Read through the material below and copy each line in which the word "source" occurs.

════════

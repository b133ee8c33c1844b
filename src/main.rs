use anyhow::{Context, Result, bail};
use clap::{CommandFactory, Parser};
use clipcue::cli::{Cli, Commands, CueFormat};
use clipcue::collab::toolkit::VideoRef;
use clipcue::config::Config;
use clipcue::engine::phrases::PhraseSegmenter;
use clipcue::engine::silence::SilenceDetector;
use clipcue::engine::timing::TimingMapBuilder;
use clipcue::engine::words::WordTimeEstimator;
use clipcue::pipeline::events::ProgressEvent;
use clipcue::pipeline::sidecar;
use clipcue::{Assembler, CommandSynthesizer, FfmpegToolkit, ProgressReporter, audio, subtitle};
use std::path::Path;
use std::sync::Arc;
use std::sync::atomic::{AtomicBool, Ordering};

#[tokio::main]
async fn main() -> Result<()> {
    let cli = Cli::parse();
    let config = load_config(cli.config.as_deref())?;

    match cli.command {
        Commands::Run {
            source,
            ideas,
            out,
            pool,
        } => {
            run_batch(config, &source, &ideas, &out, pool, cli.quiet, cli.verbose).await?;
        }
        Commands::Cues {
            audio,
            script,
            format,
        } => {
            print_cues(&config, &audio, &script, format)?;
        }
        Commands::Silence {
            audio,
            threshold,
            min_silence,
        } => {
            print_silence(&config, &audio, threshold, min_silence)?;
        }
        Commands::Completions { shell } => {
            let mut command = Cli::command();
            let name = command.get_name().to_string();
            clap_complete::generate(shell, &mut command, name, &mut std::io::stdout());
        }
    }

    Ok(())
}

fn load_config(path: Option<&Path>) -> Result<Config> {
    let config = match path {
        Some(path) => Config::load(path)
            .with_context(|| format!("failed to load config from {}", path.display()))?,
        None => match Config::default_path() {
            Some(path) => Config::load_or_default(&path)
                .with_context(|| format!("failed to load config from {}", path.display()))?,
            None => Config::default(),
        },
    };
    let config = config.with_env_overrides();
    config.validate()?;
    Ok(config)
}

async fn run_batch(
    mut config: Config,
    source: &Path,
    ideas_path: &Path,
    out: &Path,
    pool: Option<usize>,
    quiet: bool,
    verbose: u8,
) -> Result<()> {
    if let Some(pool_size) = pool
        && pool_size > 0
    {
        config.batch.pool_size = pool_size;
    }

    let Some(command) = config.synth.command.clone() else {
        bail!(
            "no speech synthesizer configured; set [synth] command in the \
             config file or CLIPCUE_TTS_COMMAND"
        );
    };

    let ideas = clipcue::load_manifest(ideas_path)
        .with_context(|| format!("failed to load ideas from {}", ideas_path.display()))?;
    if !quiet {
        eprintln!("clipcue: processing {} idea(s)", ideas.len());
    }

    let synthesizer = Arc::new(CommandSynthesizer::new(command, config.synth.args.clone()));
    let toolkit = Arc::new(FfmpegToolkit::new(config.toolkit.ffmpeg_path.clone()));

    // Ctrl-C flips the cancellation flag; pipelines observe it between stages.
    let cancel = Arc::new(AtomicBool::new(false));
    let ctrl_c_cancel = cancel.clone();
    tokio::spawn(async move {
        if tokio::signal::ctrl_c().await.is_ok() {
            eprintln!("clipcue: cancellation requested, finishing in-flight stages");
            ctrl_c_cancel.store(true, Ordering::SeqCst);
        }
    });

    // Progress events print from a plain thread so a slow terminal never
    // stalls the pipelines.
    let (event_tx, event_rx) = crossbeam_channel::unbounded();
    let printer = std::thread::spawn(move || {
        for event in event_rx {
            print_event(&event, quiet, verbose);
        }
    });

    let assembler = Assembler::new(config, synthesizer, toolkit)
        .with_reporter(ProgressReporter::new(event_tx))
        .with_cancel_flag(cancel);

    let result = assembler.assemble(&VideoRef::new(source), &ideas, out).await;

    // Drop the assembler (and its event sender) so the printer drains and exits
    drop(assembler);
    if printer.join().is_err() {
        eprintln!("clipcue: progress printer thread panicked");
    }
    let output = result?;

    deliver_metadata(&output, out)?;

    if !quiet {
        eprintln!(
            "clipcue: {} clip(s) delivered to {}, {} failed",
            output.clips.len(),
            out.display(),
            output.failures.len()
        );
    }
    for failure in &output.failures {
        eprintln!(
            "clipcue: idea {} ({}) failed: {}",
            failure.index + 1,
            failure.title,
            failure.reason
        );
    }

    Ok(())
}

/// Writes the cue lists and sidecar metadata next to the rendered clips.
fn deliver_metadata(output: &clipcue::BatchOutput, out: &Path) -> Result<()> {
    for (i, clip) in output.clips.iter().enumerate() {
        let base = format!(
            "{:02}_{}",
            i + 1,
            sidecar::sanitize_filename(&clip.title)
        );
        let json = subtitle::cue::to_json(&clip.timing)?;
        std::fs::write(out.join(format!("{base}.cues.json")), json)?;
        std::fs::write(
            out.join(format!("{base}.srt")),
            subtitle::srt::render(&clip.timing),
        )?;
    }

    sidecar::write_sidecar(&out.join("descriptions.txt"), &output.sidecar)?;
    Ok(())
}

fn print_event(event: &ProgressEvent, quiet: bool, verbose: u8) {
    match event {
        ProgressEvent::StageChanged {
            idea_index,
            stage,
            percent,
        } => {
            if !quiet && verbose >= 1 {
                eprintln!("clipcue: idea {} {stage} ({percent}%)", idea_index + 1);
            }
        }
        ProgressEvent::IdeaFailed { idea_index, reason } => {
            if !quiet {
                eprintln!("clipcue: idea {} failed: {reason}", idea_index + 1);
            }
        }
        ProgressEvent::Diagnostic {
            idea_index,
            message,
        } => {
            if !quiet && verbose >= 2 {
                eprintln!("clipcue: idea {}: {message}", idea_index + 1);
            }
        }
        ProgressEvent::BatchFinished { succeeded, failed } => {
            if !quiet && verbose >= 1 {
                eprintln!("clipcue: batch finished ({succeeded} succeeded, {failed} failed)");
            }
        }
    }
}

fn print_cues(config: &Config, audio_path: &Path, script_path: &Path, format: CueFormat) -> Result<()> {
    let track = audio::wav::read_track_file(audio_path)
        .with_context(|| format!("failed to read {}", audio_path.display()))?;
    let script = std::fs::read_to_string(script_path)
        .with_context(|| format!("failed to read {}", script_path.display()))?;

    let silences = SilenceDetector::new(config.silence_detector()).detect(&track);
    let tokens = WordTimeEstimator::new().estimate(&script, track.duration_secs())?;
    let phrases = PhraseSegmenter::new(config.phrase_segmenter()).segment(&tokens, &silences);
    let timing = TimingMapBuilder::new(config.reconciler().tolerance_secs)
        .build(phrases, track.duration_secs())?;

    let rendered = match format {
        CueFormat::Json => subtitle::cue::to_json(&timing)?,
        CueFormat::Srt => subtitle::srt::render(&timing),
        CueFormat::Ass => subtitle::ass::render(&timing),
    };
    println!("{rendered}");
    Ok(())
}

fn print_silence(
    config: &Config,
    audio_path: &Path,
    threshold: Option<f32>,
    min_silence_ms: Option<u32>,
) -> Result<()> {
    let track = audio::wav::read_track_file(audio_path)
        .with_context(|| format!("failed to read {}", audio_path.display()))?;

    let mut detector_config = config.silence_detector();
    if let Some(threshold) = threshold {
        detector_config.threshold = threshold;
    }
    if let Some(min_ms) = min_silence_ms {
        detector_config.min_silence_ms = min_ms;
    }

    let intervals = SilenceDetector::new(detector_config).detect(&track);
    if intervals.is_empty() {
        println!(
            "no silence found in {:.3}s of audio",
            track.duration_secs()
        );
        return Ok(());
    }

    for interval in &intervals {
        println!(
            "{:8.3}s - {:8.3}s  ({:.0} ms)",
            interval.start_secs,
            interval.end_secs,
            interval.duration_secs() * 1000.0
        );
    }
    Ok(())
}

════════

● **Task output**
            source,
            run_batch(config, &source, &ideas, &out, pool, cli.quiet, cli.verbose).await?;
    source: &Path,
    let result = assembler.assemble(&VideoRef::new(source), &ideas, out).await;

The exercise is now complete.